Learning To Like Lettuce

17th January 2014

Kathy Walton looks at the history of dieting, and offers her own tips for New Year success

“i’ll start when the festivities are over,” you say – but once you’ve scoffed the final stale mince pie, microwaved the last scraps of turkey with a cook-in curry sauce and demolished the chocolates (even the ones you profess to dislike) you wake up to find it’s half way through January. Your resolutions are long gone, but it’s not too late to start hopping on and off the bathroom scales, shrieking in horror at what they tell you and averting your gaze whenever you catch sight of your reflection– bingo wings and muffin top – in a shop window. You may only need to lose half a stone, but combine just a small festive weight gain with a spell of grotty January weather and even the most self-confident of us is left feeling depressed and vulnerable...

… and susceptible enough, in fact, to embark on that annual ritual, the post-Christmas ‘lose weight, get fit’ plan – and to fall for the blandishments of the many diet organisations.
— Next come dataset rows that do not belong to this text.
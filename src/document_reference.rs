//! `uri#/json/pointer` references.

use std::fmt;

use serde_json::Value;

use crate::error::SpecError;
use crate::pointer::JsonPointer;
use crate::types::REF_KEY;

/// A document URI (empty for "this document") plus a pointer into it.
#[derive(Debug, Clone, PartialEq, Eq, Hash)]
pub struct DocumentReference {
    uri: String,
    pointer: JsonPointer,
}

impl DocumentReference {
    pub fn new(uri: impl Into<String>, pointer: JsonPointer) -> Self {
        Self {
            uri: uri.into(),
            pointer,
        }
    }

    /// Parse a `$ref` string.
    ///
    /// The string is split on the first `#`; the fragment is percent-decoded and
    /// parsed as a pointer. Without `#` the pointer is the document root.
    ///
    /// # Errors
    ///
    /// Returns `SpecError::MalformedPointer` if the fragment is not a valid pointer.
    pub fn parse(reference: &str) -> Result<Self, SpecError> {
        let Some((uri, fragment)) = reference.split_once('#') else {
            return Ok(Self::new(reference, JsonPointer::root()));
        };
        let decoded =
            urlencoding::decode(fragment).map_err(|e| SpecError::MalformedPointer {
                pointer: fragment.to_string(),
                message: e.to_string(),
            })?;
        Ok(Self::new(uri, JsonPointer::parse(&decoded)?))
    }

    /// Parse a JSON Reference object such as `{"$ref": "a.yaml#/b"}`.
    ///
    /// # Errors
    ///
    /// Returns `SpecError::MalformedReference` when the text is not an object with
    /// a string `$ref` member.
    pub fn from_json(json: &str) -> Result<Self, SpecError> {
        let value: Value =
            serde_json::from_str(json).map_err(|_| SpecError::MalformedReference)?;
        let reference = value
            .get(REF_KEY)
            .and_then(Value::as_str)
            .ok_or(SpecError::MalformedReference)?;
        Self::parse(reference)
    }

    pub fn document_uri(&self) -> &str {
        &self.uri
    }

    pub fn pointer(&self) -> &JsonPointer {
        &self.pointer
    }

    /// The reference as a JSON Reference object.
    pub fn to_json(&self) -> Value {
        serde_json::json!({ REF_KEY: self.to_string() })
    }
}

impl fmt::Display for DocumentReference {
    /// Percent-encodes the pointer, keeping `/`, `?` and `~` literal as the
    /// fragment grammar allows.
    fn fmt(&self, f: &mut fmt::Formatter<'_>) -> fmt::Result {
        let encoded = urlencoding::encode(self.pointer.as_str())
            .replace("%2F", "/")
            .replace("%3F", "?")
            .replace("%7E", "~");
        write!(f, "{}#{}", self.uri, encoded)
    }
}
Their campaigns are highly persuasive, and they work. For them, at least.

The average dieter spends more than £500 per year on trying to get slim: from gym membership and exercise equipment to diet foods, ‘miracle’ weight loss supplements and ‘this is the one’ diet books. We might all be struggling, but the UK diet industry, at least, has never been in better shape. It’s no surprise that it is currently worth £2bn.
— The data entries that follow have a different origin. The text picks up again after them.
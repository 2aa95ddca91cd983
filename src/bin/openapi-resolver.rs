//! OpenAPI Resolver CLI
//!
//! Command-line interface for resolving references in and validating OpenAPI documents.

use std::path::PathBuf;
use std::process::ExitCode;

use clap::{Parser, Subcommand, ValueEnum};
use tracing_subscriber::EnvFilter;

use openapi_resolver::{
    read_from_file, write_to_json, write_to_yaml, Document, ObjectKind, ReadOptions, ResolveMode,
    SpecError,
};

#[derive(Parser)]
#[command(name = "openapi-resolver")]
#[command(about = "Resolve references in and validate OpenAPI 3.0/3.1 documents")]
#[command(version)]
struct Cli {
    /// Increase log verbosity (-v debug, -vv trace)
    #[arg(short, long, action = clap::ArgAction::Count, global = true)]
    verbose: u8,

    #[command(subcommand)]
    command: Commands,
}

#[derive(Subcommand)]
enum Commands {
    /// Resolve all references and print the resulting document
    Resolve {
        /// Document source: file path or URL (http:// or https://)
        source: String,

        /// Which references to resolve
        #[arg(long, value_enum, default_value_t = Mode::All)]
        mode: Mode,

        /// Output format
        #[arg(long, value_enum, default_value_t = Format::Json)]
        format: Format,

        /// Output file (stdout if not specified)
        #[arg(long, short)]
        output: Option<PathBuf>,

        /// Keep unresolvable references and report them instead of failing
        #[arg(long)]
        lenient: bool,
    },

    /// Validate a document against the OpenAPI rules
    Validate {
        /// Document source: file path or URL (http:// or https://)
        source: String,

        /// Validate without resolving references first
        #[arg(long)]
        no_resolve: bool,

        /// Keep unresolvable references and report them as validation errors
        #[arg(long)]
        lenient: bool,

        /// Output results as JSON (for automation)
        #[arg(long)]
        json: bool,
    },
}

#[derive(Clone, Copy, ValueEnum)]
enum Mode {
    All,
    Inline,
}

impl From<Mode> for ResolveMode {
    fn from(mode: Mode) -> Self {
        match mode {
            Mode::All => ResolveMode::All,
            Mode::Inline => ResolveMode::Inline,
        }
    }
}

#[derive(Clone, Copy, ValueEnum)]
enum Format {
    Json,
    Yaml,
}

fn main() -> ExitCode {
    let cli = Cli::parse();
    init_tracing(cli.verbose);

    let result = match cli.command {
        Commands::Resolve {
            source,
            mode,
            format,
            output,
            lenient,
        } => run_resolve(&source, mode, format, output, lenient),

        Commands::Validate {
            source,
            no_resolve,
            lenient,
            json,
        } => run_validate(&source, no_resolve, lenient, json),
    };

    match result {
        Ok(()) => ExitCode::SUCCESS,
        Err(code) => ExitCode::from(code),
    }
}

fn init_tracing(verbose: u8) {
    let filter = match verbose {
        0 => EnvFilter::try_from_default_env().unwrap_or_else(|_| EnvFilter::new("warn")),
        1 => EnvFilter::new("debug"),
        _ => EnvFilter::new("trace"),
    };
    tracing_subscriber::fmt()
        .with_env_filter(filter)
        .with_writer(std::io::stderr)
        .with_target(false)
        .init();
}

fn read(source: &str, options: &ReadOptions) -> Result<Document, SpecError> {
    read_from_file(source, ObjectKind::OpenApi, options)
}

fn run_resolve(
    source: &str,
    mode: Mode,
    format: Format,
    output: Option<PathBuf>,
    lenient: bool,
) -> Result<(), u8> {
    let options = ReadOptions::new()
        .resolve(Some(mode.into()))
        .lenient(lenient);
    let document = read(source, &options).map_err(|e| {
        eprintln!("Error: {}", e);
        e.exit_code() as u8
    })?;

    if lenient {
        for error in document.get_errors() {
            eprintln!("Warning: {}", error);
        }
    }

    let rendered = match format {
        Format::Json => write_to_json(&document),
        Format::Yaml => write_to_yaml(&document),
    }
    .map_err(|e| {
        eprintln!("Error serializing output: {}", e);
        e.exit_code() as u8
    })?;

    match output {
        Some(path) => {
            std::fs::write(&path, &rendered).map_err(|e| {
                eprintln!("Error writing to {}: {}", path.display(), e);
                3u8
            })?;
        }
        None => {
            println!("{}", rendered.trim_end());
        }
    }

    Ok(())
}

fn run_validate(source: &str, no_resolve: bool, lenient: bool, json_output: bool) -> Result<(), u8> {
    let mode = if no_resolve { None } else { Some(ResolveMode::All) };
    let options = ReadOptions::new().resolve(mode).lenient(lenient);
    let document = read(source, &options).map_err(|e| {
        report_error(json_output, &e.to_string());
        e.exit_code() as u8
    })?;

    if document.validate() {
        if json_output {
            println!(r#"{{"valid":true}}"#);
        } else {
            println!("Valid");
        }
        return Ok(());
    }

    let errors = document.get_errors();
    if json_output {
        let output = serde_json::json!({
            "valid": false,
            "errors": errors
        });
        println!("{}", output);
    } else {
        eprintln!("Validation failed:");
        for error in errors {
            eprintln!("  {}", error);
        }
    }
    Err(1)
}

/// Output an error message in plain text or JSON format.
fn report_error(json_output: bool, msg: &str) {
    if json_output {
        println!("{}", serde_json::json!({"valid": false, "error": msg}));
    } else {
        eprintln!("Error: {}", msg);
    }
}
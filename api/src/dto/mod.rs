pub mod auth_dto;

pub use auth_dto::{MeResponse, RefreshTokenRequest, RefreshTokenResponse};
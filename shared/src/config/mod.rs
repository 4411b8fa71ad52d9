//! Configuration module with business-specific sub-modules
//!
//! - `auth` - JWT signing secret, expiry windows and validation policy
//! - `environment` - Environment detection and logging configuration
//! - `server` - HTTP server bind settings
//!
//! Every loader takes an [`EnvLookup`] so tests can feed fixed values
//! instead of mutating the process environment.

pub mod auth;
pub mod environment;
pub mod server;

use thiserror::Error;

pub use auth::{AuthConfig, JwtConfig};
pub use environment::{Environment, LogFormat, LoggingConfig};
pub use server::ServerConfig;

/// Source of configuration values, keyed by variable name
pub type EnvLookup<'a> = dyn Fn(&str) -> Option<String> + 'a;

/// Configuration loading errors
#[derive(Debug, Error)]
pub enum ConfigError {
    #[error("missing required configuration: {name}")]
    Missing { name: &'static str },

    #[error("invalid configuration {name}: {reason}")]
    Invalid { name: &'static str, reason: String },
}

/// Complete application configuration combining all sub-configurations
#[derive(Debug, Clone)]
pub struct AppConfig {
    /// Environment configuration
    pub environment: Environment,

    /// Server configuration
    pub server: ServerConfig,

    /// Authentication configuration
    pub auth: AuthConfig,

    /// Logging configuration
    pub logging: LoggingConfig,
}

impl AppConfig {
    /// Load configuration from the process environment
    pub fn from_env() -> Result<Self, ConfigError> {
        Self::from_lookup(&|key: &str| std::env::var(key).ok())
    }

    /// Load configuration from an arbitrary lookup
    pub fn from_lookup(lookup: &EnvLookup<'_>) -> Result<Self, ConfigError> {
        let environment = Environment::from_lookup(lookup);

        Ok(Self {
            environment,
            server: ServerConfig::from_lookup(lookup)?,
            auth: AuthConfig::from_lookup(lookup)?,
            logging: LoggingConfig::from_lookup(environment, lookup)?,
        })
    }
}

#[cfg(test)]
mod tests {
    use super::*;

    #[test]
    fn test_app_config_from_lookup() {
        let lookup = |key: &str| match key {
            "ENVIRONMENT" => Some("production".to_string()),
            "JWT_SECRET" => Some("s1".to_string()),
            "SERVER_PORT" => Some("9090".to_string()),
            _ => None,
        };
        let config = AppConfig::from_lookup(&lookup).unwrap();

        assert!(config.environment.is_production());
        assert_eq!(config.server.port, 9090);
        assert_eq!(config.auth.jwt.secret_bytes(), b"s1");
        assert_eq!(config.logging.format, LogFormat::Json);
    }

    #[test]
    fn test_app_config_requires_secret() {
        let lookup = |_: &str| -> Option<String> { None };
        let err = AppConfig::from_lookup(&lookup).unwrap_err();
        assert_eq!(err.to_string(), "missing required configuration: JWT_SECRET");
    }
}
use actix_web::HttpResponse;

use crate::dto::auth_dto::MeResponse;
use crate::middleware::auth::AuthContext;

/// Handler for GET /api/v1/auth/me
///
/// Requires [`JwtAuth`](crate::middleware::auth::JwtAuth) on the route.
pub async fn me(auth: AuthContext) -> HttpResponse {
    HttpResponse::Ok().json(MeResponse {
        user_id: auth.user_id,
        username: auth.username,
        email: auth.email,
        jti: auth.jti,
        expires_at: auth.expires_at,
    })
}
//! Shared utilities and common types for the Tokenward server
//!
//! This crate provides common functionality used across all server modules:
//! - Configuration types loaded from the environment
//! - The JSON error response shape returned by the API
//! - Duration parsing for expiry settings

pub mod config;
pub mod errors;
pub mod utils;

// Re-export commonly used items at crate root
pub use config::{
    AppConfig, AuthConfig, ConfigError, Environment, JwtConfig, LogFormat, LoggingConfig,
    ServerConfig,
};
pub use errors::{error_codes, ErrorResponse};
pub use utils::duration::{parse_duration, DurationParseError};
//! Environment configuration module

use serde::{Deserialize, Serialize};

use super::{ConfigError, EnvLookup};

/// Application environment
#[derive(Debug, Clone, Copy, Default, PartialEq, Eq, Deserialize, Serialize)]
#[serde(rename_all = "lowercase")]
pub enum Environment {
    /// Development environment
    #[default]
    Development,
    /// Staging/test environment
    Staging,
    /// Production environment
    Production,
}

impl Environment {
    /// Check if running in production
    pub fn is_production(&self) -> bool {
        matches!(self, Environment::Production)
    }

    /// Check if running in development
    pub fn is_development(&self) -> bool {
        matches!(self, Environment::Development)
    }

    /// Get environment from `ENVIRONMENT`, `ENV` or `RUST_ENV`
    pub fn from_lookup(lookup: &EnvLookup<'_>) -> Self {
        lookup("ENVIRONMENT")
            .or_else(|| lookup("ENV"))
            .or_else(|| lookup("RUST_ENV"))
            .and_then(|value| value.parse().ok())
            .unwrap_or_default()
    }

    /// Get the .env file name for this environment
    pub fn env_file(&self) -> &str {
        match self {
            Environment::Development => ".env.development",
            Environment::Staging => ".env.staging",
            Environment::Production => ".env.production",
        }
    }
}

impl std::fmt::Display for Environment {
    fn fmt(&self, f: &mut std::fmt::Formatter<'_>) -> std::fmt::Result {
        match self {
            Environment::Development => write!(f, "development"),
            Environment::Staging => write!(f, "staging"),
            Environment::Production => write!(f, "production"),
        }
    }
}

impl std::str::FromStr for Environment {
    type Err = String;

    fn from_str(s: &str) -> Result<Self, Self::Err> {
        match s.to_lowercase().as_str() {
            "development" | "dev" => Ok(Environment::Development),
            "staging" | "stage" | "test" => Ok(Environment::Staging),
            "production" | "prod" => Ok(Environment::Production),
            _ => Err(format!("Invalid environment: {}", s)),
        }
    }
}

/// Log format enumeration
#[derive(Debug, Clone, Copy, PartialEq, Eq, Deserialize, Serialize)]
#[serde(rename_all = "lowercase")]
pub enum LogFormat {
    Json,
    Pretty,
    Compact,
}

impl std::str::FromStr for LogFormat {
    type Err = String;

    fn from_str(s: &str) -> Result<Self, Self::Err> {
        match s.to_lowercase().as_str() {
            "json" => Ok(LogFormat::Json),
            "pretty" => Ok(LogFormat::Pretty),
            "compact" => Ok(LogFormat::Compact),
            _ => Err(format!("Invalid log format: {}", s)),
        }
    }
}

/// Logging configuration
#[derive(Debug, Clone, Deserialize, Serialize)]
pub struct LoggingConfig {
    /// Log level directive (trace, debug, info, warn, error)
    pub level: String,

    /// Log format (json, pretty, compact)
    pub format: LogFormat,
}

impl Default for LoggingConfig {
    fn default() -> Self {
        Self::for_environment(Environment::default())
    }
}

impl LoggingConfig {
    /// Create logging config for environment
    pub fn for_environment(env: Environment) -> Self {
        match env {
            Environment::Development => Self {
                level: String::from("debug"),
                format: LogFormat::Pretty,
            },
            Environment::Staging => Self {
                level: String::from("info"),
                format: LogFormat::Json,
            },
            Environment::Production => Self {
                level: String::from("warn"),
                format: LogFormat::Json,
            },
        }
    }

    /// Environment defaults, overridden by `LOG_LEVEL` and `LOG_FORMAT`
    pub fn from_lookup(env: Environment, lookup: &EnvLookup<'_>) -> Result<Self, ConfigError> {
        let mut config = Self::for_environment(env);

        if let Some(level) = lookup("LOG_LEVEL") {
            config.level = level;
        }
        if let Some(format) = lookup("LOG_FORMAT") {
            config.format = format.parse().map_err(|reason| ConfigError::Invalid {
                name: "LOG_FORMAT",
                reason,
            })?;
        }

        Ok(config)
    }
}
//! # Tokenward API
//!
//! Actix-web surface over the token service: bearer authentication
//! middleware, the refresh endpoint and process bootstrap helpers.

pub mod app;
pub mod config;
pub mod dto;
pub mod handlers;
pub mod middleware;
pub mod routes;
pub mod telemetry;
It is estimated that at any one time in Britain just under 40% of women and almost a quarter of men will be on a diet.

The supermarket shelves are full of products promising to help us shed flab, from ‘diet’ drinks, soups and snacks to entire meals with less fat, fewer carbohydrates or reduced sugar, but each with the disclaimer that they must be consumed ‘as part of a calorie controlled diet’.

For all the ‘miracle cures’, though, a hefty 85-95% of us will put the weight back on within weeks of losing it. Ironically, some will end up heavier than before, possibly through ignorance. It’s sad, but true, that there is a large rump of people who genuinely believe that consuming a ‘diet’ product on top of their usual food, will help them lose weight.

With our cultural prejudice around overweight people, you can see why being slim is so compelling. Celebrities are happy to collude in our efforts, with many picking up fat wads of money to endorse this product, or that slimming method. It seems that nobody is anybody unless they’re on a weight loss ‘programme’ and striving to be super slim.

Think of Sarah Ferguson, for example, who, for all her faults, was voluptuously feminine but was dubbed the ‘Duchess of Pork’ by the tabloid press, before becoming the international face of Weight Watchers. TV presenter Carol Vorderman sang the praises of ‘detoxing’; Gwyneth Paltrow waxes lyrical about her macrobiotic diet, and only this month has been promoting a winter three day detox plan that delivers a mere 300 calories a day.

In the 1960s, it was stick-thin Twiggy whom women wanted to emulate. In 1963, overweight New York housewife Jean Nidetch founded the world’s first organised slimming club – Weight Watchers – which now operates in 30 countries, with 2 million members in the UK alone. The concept has, of course, been frequently imitated.

Even President Nixon got in on the act. After the privations of food rationing in the 1950s, rising disposable incomes meant that people could afford to spend more on their food; working mothers would pick up a pre-prepared meal on the way home and people began to eat out more.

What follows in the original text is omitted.